About the questions,

a conversation script has the name ga_* or gc_* in the beginning of its name. ga_* scripts are action scripts and gc_* scripts are conditionals. These are just the stock ones. You can name yours as you like, and even write ones without parameters and still use them in convos. I am quite certain that some stock ones even come without parameters, but it’s rare since they’ll at least want to check on which object they want to apply the action or condition.

The difference between variables.
An integer is a numeric value. Note that bool values also don’t exist, so we usually use integer -1 for false.
A string is a word, or character. If we need to get technical, char variables don’t exist in nwnscript. Meaning that the syntax char c = ‘A’ is not valid. Every character or array of characters is a string. A string is comonly used to identify tags. For example string sNPC = GetObjectByTag(“JON”);
An object is an object of your world. A waypoint, an NPC, a companion etc.
A struct is a collection of variables (Used rarely)

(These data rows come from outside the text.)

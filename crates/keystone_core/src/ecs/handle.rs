//! # Handles
//!
//! Handles are lightweight identifiers consisting of:
//! - An index, recycled once the referent is removed
//! - A version counter that changes on every recycle
//! - Layer and flags bits classifying the referent
//!
//! A handle carries no ownership. Whether its referent still exists is
//! answered by the storage that issued it, never by the handle alone.

use std::fmt;

use bytemuck::{Pod, Zeroable};

const INDEX_BITS: u32 = 32;
const VERSION_BITS: u32 = 16;
const LAYER_BITS: u32 = 8;

const VERSION_SHIFT: u32 = INDEX_BITS;
const LAYER_SHIFT: u32 = VERSION_SHIFT + VERSION_BITS;
const FLAGS_SHIFT: u32 = LAYER_SHIFT + LAYER_BITS;

/// Opaque identifier for an object in a storage container.
///
/// Bit layout, low to high:
/// - bits 0..32: index
/// - bits 32..48: version
/// - bits 48..56: layer
/// - bits 56..64: flags
///
/// Index `0` is never issued, so the all-zero value is free to act as
/// [`Handle::NULL`].
#[derive(Clone, Copy, PartialEq, Eq, Hash, PartialOrd, Ord, Pod, Zeroable)]
#[repr(transparent)]
pub struct Handle(u64);

impl Handle {
    /// The reserved null handle.
    pub const NULL: Self = Self(0);

    /// Packs the four fields into a handle.
    ///
    /// # Arguments
    ///
    /// * `index` - Slot index (0 is reserved for null)
    /// * `version` - Generation counter
    /// * `layer` - Layer classification
    /// * `flags` - Caller-defined flag bits
    #[inline]
    #[must_use]
    pub const fn join(index: u32, version: u16, layer: u8, flags: u8) -> Self {
        Self(
            (index as u64)
                | ((version as u64) << VERSION_SHIFT)
                | ((layer as u64) << LAYER_SHIFT)
                | ((flags as u64) << FLAGS_SHIFT),
        )
    }

    /// Rebuilds a handle from its raw bits.
    #[inline]
    #[must_use]
    pub const fn from_bits(bits: u64) -> Self {
        Self(bits)
    }

    /// Returns the raw bits.
    #[inline]
    #[must_use]
    pub const fn to_bits(self) -> u64 {
        self.0
    }

    /// Returns the index portion of the handle.
    #[inline]
    #[must_use]
    pub const fn index(self) -> u32 {
        self.0 as u32
    }

    /// Returns the version portion of the handle.
    #[inline]
    #[must_use]
    pub const fn version(self) -> u16 {
        (self.0 >> VERSION_SHIFT) as u16
    }

    /// Returns the layer portion of the handle.
    #[inline]
    #[must_use]
    pub const fn layer(self) -> u8 {
        (self.0 >> LAYER_SHIFT) as u8
    }

    /// Returns the flags portion of the handle.
    #[inline]
    #[must_use]
    pub const fn flags(self) -> u8 {
        (self.0 >> FLAGS_SHIFT) as u8
    }

    /// Checks that this is not the null handle.
    ///
    /// This does not prove the referent is alive.
    #[inline]
    #[must_use]
    pub const fn is_valid(self) -> bool {
        self.0 != Self::NULL.0
    }

    /// Returns a copy of this handle with a different version.
    #[inline]
    #[must_use]
    pub const fn with_version(self, version: u16) -> Self {
        Self::join(self.index(), version, self.layer(), self.flags())
    }

    /// Produces the next generation of this handle's index.
    ///
    /// The version is bumped (wrapping), the index is kept and layer and
    /// flags are replaced. The receiver is left untouched.
    #[inline]
    #[must_use]
    pub const fn recycle(self, layer: u8, flags: u8) -> Self {
        Self::join(self.index(), self.version().wrapping_add(1), layer, flags)
    }
}

impl Default for Handle {
    fn default() -> Self {
        Self::NULL
    }
}

impl fmt::Debug for Handle {
    fn fmt(&self, f: &mut fmt::Formatter<'_>) -> fmt::Result {
        if !self.is_valid() {
            return f.write_str("Handle(null)");
        }
        f.debug_struct("Handle")
            .field("index", &self.index())
            .field("version", &self.version())
            .field("layer", &self.layer())
            .field("flags", &self.flags())
            .finish()
    }
}

impl fmt::Display for Handle {
    fn fmt(&self, f: &mut fmt::Formatter<'_>) -> fmt::Result {
        if self.is_valid() {
            write!(f, "{}:{}", self.index(), self.version())
        } else {
            f.write_str("null")
        }
    }
}

#[cfg(test)]
mod tests {
    use super::*;

    #[test]
    fn test_handle_fields_roundtrip() {
        let handle = Handle::join(0xDEAD_BEEF, 0x1234, 0x56, 0x78);
        assert_eq!(handle.index(), 0xDEAD_BEEF);
        assert_eq!(handle.version(), 0x1234);
        assert_eq!(handle.layer(), 0x56);
        assert_eq!(handle.flags(), 0x78);
        assert_eq!(Handle::from_bits(handle.to_bits()), handle);
    }

    #[test]
    fn test_null_is_invalid() {
        assert!(!Handle::NULL.is_valid());
        assert!(!Handle::default().is_valid());
        assert!(Handle::join(1, 0, 0, 0).is_valid());
    }

    #[test]
    fn test_recycle_bumps_version_and_keeps_index() {
        let old = Handle::join(7, 3, 1, 0b1010);
        let new = old.recycle(2, 0b0001);

        assert_eq!(new.index(), 7);
        assert_eq!(new.version(), 4);
        assert_eq!(new.layer(), 2);
        assert_eq!(new.flags(), 0b0001);
        assert_ne!(old, new);
        // The original value is unchanged.
        assert_eq!(old.version(), 3);
    }

    #[test]
    fn test_recycle_wraps_version() {
        let handle = Handle::join(9, u16::MAX, 0, 0).recycle(0, 0);
        assert_eq!(handle.version(), 0);
        assert_eq!(handle.index(), 9);
    }

    #[test]
    fn test_with_version_preserves_other_fields() {
        let handle = Handle::join(42, 1, 3, 4).with_version(99);
        assert_eq!(handle, Handle::join(42, 99, 3, 4));
    }

    #[test]
    fn test_display() {
        assert_eq!(Handle::join(3, 2, 0, 0).to_string(), "3:2");
        assert_eq!(Handle::NULL.to_string(), "null");
    }

    #[test]
    fn test_handle_is_pod() {
        let handles = [Handle::join(1, 0, 0, 0), Handle::join(2, 5, 0, 0)];
        let bits: &[u64] = bytemuck::cast_slice(&handles);
        assert_eq!(bits, &[1, (5 << 32) | 2]);
    }
}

I hope that covers it :slight_smile: . Keep trying and it will be fine!


No worries, I’m actually not a programmer myself (I studied economics, not informatics), so I understand very well the plight of those who approach scripting without much knowledge even though they’d like to implement all their ideas as hobbysts. There was a time when I was asking all the time about NWscripting too.

As for the answers themselves, I was about to type them, but then I saw andysks’s message appear so I’ll just leave that to him (did I just assume his gender?! :stuck_out_tongue: )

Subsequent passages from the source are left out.